Friday, February 04, 2011

Book Review: Room to Swing

Ed Lacy
Awards: Edgar
Rating: ★ ★ ★ ★ –

This novel just goes to show that you can’t judge a book by its ridiculous cover – or its teensy size.

It proves that just because a book is short (a tidy 128 pages) and just because it went out of print and had to be resurrected by a tiny publisher who obviously scanned in the original text and then didn’t edit it afterwards so that there are typos, skipped sentences, and "& pound; s" scattered throughout the text, and whose extensive cover design consisted of reprinting a tiny picture of the original 1957 cover artwork (shown here) surrounded by an enormous plain black border, and who jammed the text so close to the tops of the pages that the headers and page numbers are practically cut off, doesn’t mean it can’t be action-packed and establish great characters.

The plot is tried-and-true mystery fare: the main character, Toussaint Moore, is a New York detective hired to track a man who quickly winds up being murdered. Moore is the first to find the body and is of course mistakenly accused of the crime; he then has to solve the murder in order to prove his own innocence.

I loved Moore’s style. He doesn’t take any guff and doesn’t go out of his way to make people feel comfortable. He is abrupt, snappy, and slangy, like Raymond Chandler's Philip Marlowe at his best. But Moore is also human and you see his fears.

Lacy’s writing is fast-paced, clear-headed, and straightforward – which is the only way the book can be this complex and this short and still work. I liked that he starts by dropping you right smack in the middle of the story, so you have to put the background together for yourself as he gives it to you. And what I liked even more was that you got the clues and solved the mystery at the same time Moore does. You might think that would lead to less suspense, but it actually was more exciting.

What makes this novel unique for 1957 is that Moore is black. (He is, in fact, described on the back of my copy of the book and in several reviews as “the first credible black detective” in popular mystery fiction.)

For a black detective in the ‘50s, racism is never far away.
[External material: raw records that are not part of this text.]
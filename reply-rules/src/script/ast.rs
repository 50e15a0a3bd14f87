//! # AST 模块
//!
//! 定义规则脚本的抽象语法树（Abstract Syntax Tree）。
//!
//! ## 设计说明
//!
//! AST 是解析器的输出，只承载数据，不做任何计算。
//! 所有语义都在 [`crate::runtime::evaluator`] 中实现。
//!
//! ```text
//! Script
//! ├── Scene(name)
//! ├── Intent(name)
//! └── DecisionChain
//!     ├── primary:      Branch { Some(condition), reply }
//!     ├── alternatives: [Branch { Some(condition), reply }, ...]
//!     └── fallback:     Option<Branch { None, reply }>
//! ```

use std::fmt;

use serde::{Deserialize, Serialize};

/// 场景声明（`SCENE 手机`）
#[derive(Debug, Clone, PartialEq, Eq, Serialize, Deserialize)]
pub struct Scene {
    pub name: String,
}

/// 意图声明（`ON_INTENT 商品推荐`）
#[derive(Debug, Clone, PartialEq, Eq, Serialize, Deserialize)]
pub struct Intent {
    pub name: String,
}

/// 一个完整的规则脚本
#[derive(Debug, Clone, PartialEq, Serialize, Deserialize)]
pub struct Script {
    pub scene: Scene,
    pub intent: Intent,
    pub chain: DecisionChain,
}

impl Script {
    pub fn new(scene: impl Into<String>, intent: impl Into<String>, chain: DecisionChain) -> Self {
        Self {
            scene: Scene { name: scene.into() },
            intent: Intent {
                name: intent.into(),
            },
            chain,
        }
    }
}

/// 决策链
///
/// 一个必选分支，零或多个备选分支，以及可选的默认分支。
/// 默认分支由独立字段承载，因此必然唯一且位于最后。
#[derive(Debug, Clone, PartialEq, Serialize, Deserialize)]
pub struct DecisionChain {
    /// `IF ... REPLY ...`
    pub primary: Branch,
    /// `ELSE IF ... REPLY ...`，按源码顺序
    pub alternatives: Vec<Branch>,
    /// `ELSE REPLY ...`
    pub fallback: Option<Branch>,
}

impl DecisionChain {
    pub fn new(primary: Branch) -> Self {
        Self {
            primary,
            alternatives: Vec::new(),
            fallback: None,
        }
    }

    pub fn with_alternative(mut self, branch: Branch) -> Self {
        self.alternatives.push(branch);
        self
    }

    pub fn with_fallback(mut self, reply: impl Into<String>) -> Self {
        self.fallback = Some(Branch::fallback(reply));
        self
    }

    /// 按声明顺序遍历所有分支
    pub fn branches(&self) -> impl Iterator<Item = &Branch> {
        std::iter::once(&self.primary)
            .chain(self.alternatives.iter())
            .chain(self.fallback.iter())
    }
}

/// 分支
#[derive(Debug, Clone, PartialEq, Serialize, Deserialize)]
pub struct Branch {
    /// 条件，默认分支为 `None`
    pub condition: Option<Condition>,
    /// 回复原文（可能包含由外部替换的占位符）
    pub reply: String,
}

impl Branch {
    /// 创建带条件的分支
    pub fn guarded(condition: Condition, reply: impl Into<String>) -> Self {
        Self {
            condition: Some(condition),
            reply: reply.into(),
        }
    }

    /// 创建默认分支
    pub fn fallback(reply: impl Into<String>) -> Self {
        Self {
            condition: None,
            reply: reply.into(),
        }
    }
}

/// 逻辑运算符
#[derive(Debug, Clone, Copy, PartialEq, Eq, Hash, Serialize, Deserialize)]
pub enum LogicOp {
    And,
    Or,
}

impl fmt::Display for LogicOp {
    fn fmt(&self, f: &mut fmt::Formatter<'_>) -> fmt::Result {
        match self {
            Self::And => write!(f, "AND"),
            Self::Or => write!(f, "OR"),
        }
    }
}

/// 比较运算符
#[derive(Debug, Clone, Copy, PartialEq, Eq, Hash, Serialize, Deserialize)]
pub enum CompareOp {
    Le,
    Ge,
    Lt,
    Gt,
    Eq,
    Ne,
}

impl fmt::Display for CompareOp {
    fn fmt(&self, f: &mut fmt::Formatter<'_>) -> fmt::Result {
        let s = match self {
            Self::Le => "<=",
            Self::Ge => ">=",
            Self::Lt => "<",
            Self::Gt => ">",
            Self::Eq => "==",
            Self::Ne => "!=",
        };
        f.write_str(s)
    }
}

/// 字面量
///
/// 类型在解析时确定，求值时不做转换。
#[derive(Debug, Clone, PartialEq, Serialize, Deserialize)]
pub enum Literal {
    Number(f64),
    String(String),
}

impl fmt::Display for Literal {
    fn fmt(&self, f: &mut fmt::Formatter<'_>) -> fmt::Result {
        match self {
            Self::Number(n) => write!(f, "{}", n),
            Self::String(s) => write!(f, "\"{}\"", s),
        }
    }
}

/// 条件表达式
#[derive(Debug, Clone, PartialEq, Serialize, Deserialize)]
pub enum Condition {
    /// 逻辑组合（`AND` / `OR`）
    Logic {
        left: Box<Condition>,
        op: LogicOp,
        right: Box<Condition>,
    },

    /// 比较（`预算 <= 5000`）
    Compare {
        ident: String,
        op: CompareOp,
        value: Literal,
    },

    /// 存在性检查（单独的标识符，如 `品牌`）
    Exists { ident: String },
}

impl Condition {
    /// 创建逻辑与
    pub fn and(left: Condition, right: Condition) -> Self {
        Self::Logic {
            left: Box::new(left),
            op: LogicOp::And,
            right: Box::new(right),
        }
    }

    /// 创建逻辑或
    pub fn or(left: Condition, right: Condition) -> Self {
        Self::Logic {
            left: Box::new(left),
            op: LogicOp::Or,
            right: Box::new(right),
        }
    }

    /// 创建与数字字面量的比较
    pub fn compare_number(ident: impl Into<String>, op: CompareOp, value: f64) -> Self {
        Self::Compare {
            ident: ident.into(),
            op,
            value: Literal::Number(value),
        }
    }

    /// 创建与字符串字面量的比较
    pub fn compare_string(
        ident: impl Into<String>,
        op: CompareOp,
        value: impl Into<String>,
    ) -> Self {
        Self::Compare {
            ident: ident.into(),
            op,
            value: Literal::String(value.into()),
        }
    }

    /// 创建存在性检查
    pub fn exists(ident: impl Into<String>) -> Self {
        Self::Exists {
            ident: ident.into(),
        }
    }

    /// 条件中引用的所有标识符（按出现顺序，可能重复）
    pub fn identifiers(&self) -> Vec<&str> {
        let mut out = Vec::new();
        self.collect_identifiers(&mut out);
        out
    }

    fn collect_identifiers<'a>(&'a self, out: &mut Vec<&'a str>) {
        match self {
            Self::Logic { left, right, .. } => {
                left.collect_identifiers(out);
                right.collect_identifiers(out);
            }
            Self::Compare { ident, .. } | Self::Exists { ident } => out.push(ident),
        }
    }
}

impl fmt::Display for Condition {
    /// 以完全加括号的形式输出，便于观察结合性
    fn fmt(&self, f: &mut fmt::Formatter<'_>) -> fmt::Result {
        match self {
            Self::Logic { left, op, right } => write!(f, "({} {} {})", left, op, right),
            Self::Compare { ident, op, value } => write!(f, "{} {} {}", ident, op, value),
            Self::Exists { ident } => write!(f, "{}", ident),
        }
    }
}

#[cfg(test)]
mod tests {
    use super::*;

    #[test]
    fn test_chain_branches_in_declared_order() {
        let chain = DecisionChain::new(Branch::guarded(Condition::exists("a"), "1"))
            .with_alternative(Branch::guarded(Condition::exists("b"), "2"))
            .with_alternative(Branch::guarded(Condition::exists("c"), "3"))
            .with_fallback("4");

        let replies: Vec<&str> = chain.branches().map(|b| b.reply.as_str()).collect();
        assert_eq!(replies, vec!["1", "2", "3", "4"]);
        assert!(chain.fallback.as_ref().unwrap().condition.is_none());
    }

    #[test]
    fn test_condition_display_is_fully_parenthesized() {
        let cond = Condition::or(
            Condition::and(
                Condition::compare_number("预算", CompareOp::Le, 5000.0),
                Condition::compare_string("品牌", CompareOp::Eq, "小米"),
            ),
            Condition::exists("型号"),
        );
        assert_eq!(
            cond.to_string(),
            "((预算 <= 5000 AND 品牌 == \"小米\") OR 型号)"
        );
    }

    #[test]
    fn test_condition_identifiers() {
        let cond = Condition::and(
            Condition::exists("品牌"),
            Condition::or(
                Condition::compare_number("预算", CompareOp::Gt, 1.0),
                Condition::exists("品牌"),
            ),
        );
        assert_eq!(cond.identifiers(), vec!["品牌", "预算", "品牌"]);
    }

    #[test]
    fn test_script_serializes_to_json() {
        let script = Script::new(
            "手机",
            "商品推荐",
            DecisionChain::new(Branch::guarded(Condition::exists("品牌"), "A")),
        );
        let json = serde_json::to_value(&script).unwrap();
        assert_eq!(json["scene"]["name"], "手机");
        assert_eq!(json["chain"]["primary"]["reply"], "A");

        let back: Script = serde_json::from_value(json).unwrap();
        assert_eq!(back, script);
    }
}
//! # Runtime 模块
//!
//! 规则执行：条件求值与应答流程。
//!
//! ## 模块结构
//!
//! - [`evaluator`]：在上下文上求值 AST，选出回复
//! - [`engine`]：路由、缓存与兜底回复

pub mod engine;
pub mod evaluator;

pub use engine::{Response, RuleEngine};
pub use evaluator::{Outcome, evaluate, evaluate_condition};
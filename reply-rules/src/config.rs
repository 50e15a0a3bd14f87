//! # Config 模块
//!
//! 规则引擎的配置：意图白名单、兜底回复和脚本路由。
//!
//! 配置以 JSON 形式保存，例如：
//!
//! ```json
//! {
//!   "intents": ["商品推荐", "价格查询"],
//!   "fallback_reply": "抱歉，没有找到合适的结果",
//!   "routes": {
//!     "by_intent": { "商品推荐": "recommend.dsl" },
//!     "by_category": {},
//!     "default_script": "recommend.dsl"
//!   }
//! }
//! ```

use std::collections::{BTreeSet, HashMap};
use std::path::Path;

use serde::{Deserialize, Serialize};

use crate::error::ConfigError;

/// 默认支持的意图
pub const DEFAULT_INTENTS: [&str; 4] = ["商品推荐", "价格查询", "功能对比", "库存查询"];

/// 默认兜底回复
pub const DEFAULT_FALLBACK_REPLY: &str = "抱歉，没有找到合适的结果";

/// 意图白名单
///
/// 一个封闭集合，`ON_INTENT` 后的标识符必须属于其中。
#[derive(Debug, Clone, PartialEq, Eq, Serialize, Deserialize)]
#[serde(transparent)]
pub struct IntentWhitelist(BTreeSet<String>);

impl IntentWhitelist {
    /// 由意图列表构建，列表为空时报错
    pub fn new<I, S>(intents: I) -> Result<Self, ConfigError>
    where
        I: IntoIterator<Item = S>,
        S: Into<String>,
    {
        let set: BTreeSet<String> = intents.into_iter().map(Into::into).collect();
        if set.is_empty() {
            return Err(ConfigError::EmptyWhitelist);
        }
        Ok(Self(set))
    }

    pub fn contains(&self, intent: &str) -> bool {
        self.0.contains(intent)
    }

    pub fn iter(&self) -> impl Iterator<Item = &str> {
        self.0.iter().map(String::as_str)
    }

    pub fn len(&self) -> usize {
        self.0.len()
    }

    pub fn is_empty(&self) -> bool {
        self.0.is_empty()
    }

    /// 以 `、` 连接的意图列表，用于错误信息
    pub fn describe(&self) -> String {
        self.iter().collect::<Vec<_>>().join("、")
    }
}

impl Default for IntentWhitelist {
    fn default() -> Self {
        Self(DEFAULT_INTENTS.iter().map(|s| s.to_string()).collect())
    }
}

/// 脚本路由
///
/// 选择顺序：意图映射 → 类别映射 → 默认脚本。
#[derive(Debug, Clone, Default, PartialEq, Eq, Serialize, Deserialize)]
pub struct ScriptRoutes {
    /// 意图名 -> 脚本名
    #[serde(default)]
    pub by_intent: HashMap<String, String>,
    /// 类别名 -> 脚本名
    #[serde(default)]
    pub by_category: HashMap<String, String>,
    /// 都不匹配时使用的脚本
    #[serde(default)]
    pub default_script: Option<String>,
}

impl ScriptRoutes {
    /// 为一次请求选择脚本名
    pub fn select(&self, intent: &str, category: &str) -> Option<&str> {
        self.by_intent
            .get(intent)
            .or_else(|| self.by_category.get(category))
            .or(self.default_script.as_ref())
            .map(String::as_str)
    }
}

fn default_fallback_reply() -> String {
    DEFAULT_FALLBACK_REPLY.to_string()
}

/// 规则引擎配置
#[derive(Debug, Clone, PartialEq, Eq, Serialize, Deserialize)]
pub struct RulesConfig {
    /// 意图白名单
    #[serde(default)]
    pub intents: IntentWhitelist,
    /// 没有命中任何分支或脚本不可用时的回复
    #[serde(default = "default_fallback_reply")]
    pub fallback_reply: String,
    /// 脚本路由
    #[serde(default)]
    pub routes: ScriptRoutes,
}

impl Default for RulesConfig {
    fn default() -> Self {
        Self {
            intents: IntentWhitelist::default(),
            fallback_reply: default_fallback_reply(),
            routes: ScriptRoutes::default(),
        }
    }
}

impl RulesConfig {
    /// 从 JSON 文本解析配置
    pub fn from_json_str(text: &str) -> Result<Self, ConfigError> {
        let config: Self = serde_json::from_str(text)?;
        if config.intents.is_empty() {
            return Err(ConfigError::EmptyWhitelist);
        }
        Ok(config)
    }

    /// 从 JSON 文件加载配置
    pub fn load(path: impl AsRef<Path>) -> Result<Self, ConfigError> {
        let path = path.as_ref();
        let text = std::fs::read_to_string(path).map_err(|source| ConfigError::Io {
            path: path.display().to_string(),
            source,
        })?;
        Self::from_json_str(&text)
    }
}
Especially when most of the people he has to deal with in the story are white, including the people who hired him, the police who are chasing him, and the man he was trailing and is accused of murdering. This is a constant additional tension, to say the least, that a white detective would not have had to cope with.

In the course of solving the crime, Moore ends up traveling from New York to Bingston, Ohio, a small town just north of the Kentucky border. The contrast is educational for him. Bingston is plainly, overtly racist; Moore can only make phone calls from certain gas stations, can't eat at the cafeteria or stay at the hotel, and is constantly called “boy” and treated with hostility. New York is certainly better than Bingston; black people have a wider choice of professions, have at least the legal right to eat and lodge anywhere they want, and night clubs often have both black and white patrons. (It even has out-of-the-closet Lesbians (capitalized), whom Moore is totally okay with.)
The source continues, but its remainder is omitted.